▸ Records from a dataset
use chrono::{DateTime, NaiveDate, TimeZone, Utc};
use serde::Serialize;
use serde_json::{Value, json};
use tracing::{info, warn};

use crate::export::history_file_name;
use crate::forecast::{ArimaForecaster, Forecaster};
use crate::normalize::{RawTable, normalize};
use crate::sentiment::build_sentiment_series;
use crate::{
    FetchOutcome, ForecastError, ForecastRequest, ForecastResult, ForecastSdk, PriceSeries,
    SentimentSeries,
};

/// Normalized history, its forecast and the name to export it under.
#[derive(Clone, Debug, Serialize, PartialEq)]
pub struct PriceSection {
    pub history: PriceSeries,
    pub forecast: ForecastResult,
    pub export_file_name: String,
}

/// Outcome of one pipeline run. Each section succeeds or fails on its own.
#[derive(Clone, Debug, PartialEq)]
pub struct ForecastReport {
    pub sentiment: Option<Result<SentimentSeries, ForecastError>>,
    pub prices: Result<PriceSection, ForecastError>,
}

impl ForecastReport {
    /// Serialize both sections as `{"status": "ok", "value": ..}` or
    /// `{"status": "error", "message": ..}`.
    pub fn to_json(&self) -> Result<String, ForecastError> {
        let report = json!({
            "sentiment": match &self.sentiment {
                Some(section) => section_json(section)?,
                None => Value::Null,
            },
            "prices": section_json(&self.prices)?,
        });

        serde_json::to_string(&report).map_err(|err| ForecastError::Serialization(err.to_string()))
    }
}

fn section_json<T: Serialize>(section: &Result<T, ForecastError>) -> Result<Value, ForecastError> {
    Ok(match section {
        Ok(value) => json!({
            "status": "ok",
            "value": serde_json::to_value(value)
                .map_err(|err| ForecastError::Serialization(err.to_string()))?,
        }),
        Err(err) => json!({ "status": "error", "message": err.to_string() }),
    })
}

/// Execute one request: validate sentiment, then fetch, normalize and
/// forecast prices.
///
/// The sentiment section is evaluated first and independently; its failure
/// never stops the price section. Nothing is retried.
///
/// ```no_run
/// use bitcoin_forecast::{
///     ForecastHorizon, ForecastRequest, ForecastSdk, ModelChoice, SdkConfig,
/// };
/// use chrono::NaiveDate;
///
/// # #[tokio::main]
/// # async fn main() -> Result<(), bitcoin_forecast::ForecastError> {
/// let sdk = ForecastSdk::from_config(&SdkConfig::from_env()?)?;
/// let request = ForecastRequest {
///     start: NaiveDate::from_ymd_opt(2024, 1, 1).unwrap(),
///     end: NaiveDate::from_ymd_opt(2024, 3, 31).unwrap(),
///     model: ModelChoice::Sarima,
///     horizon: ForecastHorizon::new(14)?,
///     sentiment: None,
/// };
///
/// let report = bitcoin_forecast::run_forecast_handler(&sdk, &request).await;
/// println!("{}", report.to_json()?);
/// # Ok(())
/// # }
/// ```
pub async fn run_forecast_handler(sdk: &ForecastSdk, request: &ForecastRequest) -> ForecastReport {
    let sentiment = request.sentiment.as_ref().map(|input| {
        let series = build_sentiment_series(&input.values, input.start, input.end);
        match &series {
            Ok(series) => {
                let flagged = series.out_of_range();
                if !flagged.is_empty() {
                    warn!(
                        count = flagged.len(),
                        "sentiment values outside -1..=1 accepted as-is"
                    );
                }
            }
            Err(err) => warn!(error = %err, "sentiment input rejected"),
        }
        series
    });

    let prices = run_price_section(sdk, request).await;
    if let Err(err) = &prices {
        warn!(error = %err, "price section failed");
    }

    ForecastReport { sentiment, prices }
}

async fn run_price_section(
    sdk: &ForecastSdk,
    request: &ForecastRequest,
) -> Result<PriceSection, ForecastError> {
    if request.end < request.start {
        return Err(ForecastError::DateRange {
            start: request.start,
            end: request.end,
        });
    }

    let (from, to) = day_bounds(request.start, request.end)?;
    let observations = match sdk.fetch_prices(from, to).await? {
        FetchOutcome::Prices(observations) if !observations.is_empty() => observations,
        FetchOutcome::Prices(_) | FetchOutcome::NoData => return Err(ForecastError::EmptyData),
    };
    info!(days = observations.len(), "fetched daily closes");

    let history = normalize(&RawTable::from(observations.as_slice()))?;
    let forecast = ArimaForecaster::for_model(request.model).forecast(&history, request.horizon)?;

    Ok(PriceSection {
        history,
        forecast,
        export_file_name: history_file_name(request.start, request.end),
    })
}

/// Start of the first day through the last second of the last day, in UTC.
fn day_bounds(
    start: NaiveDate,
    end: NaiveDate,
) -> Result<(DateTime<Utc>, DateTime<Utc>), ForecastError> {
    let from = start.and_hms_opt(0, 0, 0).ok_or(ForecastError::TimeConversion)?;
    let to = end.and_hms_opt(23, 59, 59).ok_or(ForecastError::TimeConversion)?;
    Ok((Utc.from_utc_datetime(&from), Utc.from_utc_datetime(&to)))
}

▸ The problem
The data above should be reproduced in full and exactly.

▸ Answer for this exercise
use chrono::{DateTime, NaiveDate, TimeZone, Utc};
use serde::Serialize;
use serde_json::{Value, json};
use tracing::{info, warn};

use crate::export::history_file_name;
use crate::forecast::{ArimaForecaster, Forecaster};
use crate::normalize::{RawTable, normalize};
use crate::sentiment::build_sentiment_series;
use crate::{
    FetchOutcome, ForecastError, ForecastRequest, ForecastResult, ForecastSdk, PriceSeries,
    SentimentSeries,
};

/// Normalized history, its forecast and the name to export it under.
#[derive(Clone, Debug, Serialize, PartialEq)]
pub struct PriceSection {
    pub history: PriceSeries,
    pub forecast: ForecastResult,
    pub export_file_name: String,
}

/// Outcome of one pipeline run. Each section succeeds or fails on its own.
#[derive(Clone, Debug, PartialEq)]
pub struct ForecastReport {
    pub sentiment: Option<Result<SentimentSeries, ForecastError>>,
    pub prices: Result<PriceSection, ForecastError>,
}

impl ForecastReport {
    /// Serialize both sections as `{"status": "ok", "value": ..}` or
    /// `{"status": "error", "message": ..}`.
    pub fn to_json(&self) -> Result<String, ForecastError> {
        let report = json!({
            "sentiment": match &self.sentiment {
                Some(section) => section_json(section)?,
                None => Value::Null,
            },
            "prices": section_json(&self.prices)?,
        });

        serde_json::to_string(&report).map_err(|err| ForecastError::Serialization(err.to_string()))
    }
}

fn section_json<T: Serialize>(section: &Result<T, ForecastError>) -> Result<Value, ForecastError> {
    Ok(match section {
        Ok(value) => json!({
            "status": "ok",
            "value": serde_json::to_value(value)
                .map_err(|err| ForecastError::Serialization(err.to_string()))?,
        }),
        Err(err) => json!({ "status": "error", "message": err.to_string() }),
    })
}

/// Execute one request: validate sentiment, then fetch, normalize and
/// forecast prices.
///
/// The sentiment section is evaluated first and independently; its failure
/// never stops the price section. Nothing is retried.
///
/// ```no_run
/// use bitcoin_forecast::{
///     ForecastHorizon, ForecastRequest, ForecastSdk, ModelChoice, SdkConfig,
/// };
/// use chrono::NaiveDate;
///
/// # #[tokio::main]
/// # async fn main() -> Result<(), bitcoin_forecast::ForecastError> {
/// let sdk = ForecastSdk::from_config(&SdkConfig::from_env()?)?;
/// let request = ForecastRequest {
///     start: NaiveDate::from_ymd_opt(2024, 1, 1).unwrap(),
///     end: NaiveDate::from_ymd_opt(2024, 3, 31).unwrap(),
///     model: ModelChoice::Sarima,
///     horizon: ForecastHorizon::new(14)?,
///     sentiment: None,
/// };
///
/// let report = bitcoin_forecast::run_forecast_handler(&sdk, &request).await;
/// println!("{}", report.to_json()?);
/// # Ok(())
/// # }
/// ```
pub async fn run_forecast_handler(sdk: &ForecastSdk, request: &ForecastRequest) -> ForecastReport {
    let sentiment = request.sentiment.as_ref().map(|input| {
        let series = build_sentiment_series(&input.values, input.start, input.end);
        match &series {
            Ok(series) => {
                let flagged = series.out_of_range();
                if !flagged.is_empty() {
                    warn!(
                        count = flagged.len(),
                        "sentiment values outside -1..=1 accepted as-is"
                    );
                }
            }
            Err(err) => warn!(error = %err, "sentiment input rejected"),
        }
        series
    });

    let prices = run_price_section(sdk, request).await;
    if let Err(err) = &prices {
        warn!(error = %err, "price section failed");
    }

    ForecastReport { sentiment, prices }
}

async fn run_price_section(
    sdk: &ForecastSdk,
    request: &ForecastRequest,
) -> Result<PriceSection, ForecastError> {
    if request.end < request.start {
        return Err(ForecastError::DateRange {
            start: request.start,
            end: request.end,
        });
    }

    let (from, to) = day_bounds(request.start, request.end)?;
    let observations = match sdk.fetch_prices(from, to).await? {
        FetchOutcome::Prices(observations) if !observations.is_empty() => observations,
        FetchOutcome::Prices(_) | FetchOutcome::NoData => return Err(ForecastError::EmptyData),
    };
    info!(days = observations.len(), "fetched daily closes");

    let history = normalize(&RawTable::from(observations.as_slice()))?;
    let forecast = ArimaForecaster::for_model(request.model).forecast(&history, request.horizon)?;

    Ok(PriceSection {
        history,
        forecast,
        export_file_name: history_file_name(request.start, request.end),
    })
}

/// Start of the first day through the last second of the last day, in UTC.
fn day_bounds(
    start: NaiveDate,
    end: NaiveDate,
) -> Result<(DateTime<Utc>, DateTime<Utc>), ForecastError> {
    let from = start.and_hms_opt(0, 0, 0).ok_or(ForecastError::TimeConversion)?;
    let to = end.and_hms_opt(23, 59, 59).ok_or(ForecastError::TimeConversion)?;
    Ok((Utc.from_utc_datetime(&from), Utc.from_utc_datetime(&to)))
}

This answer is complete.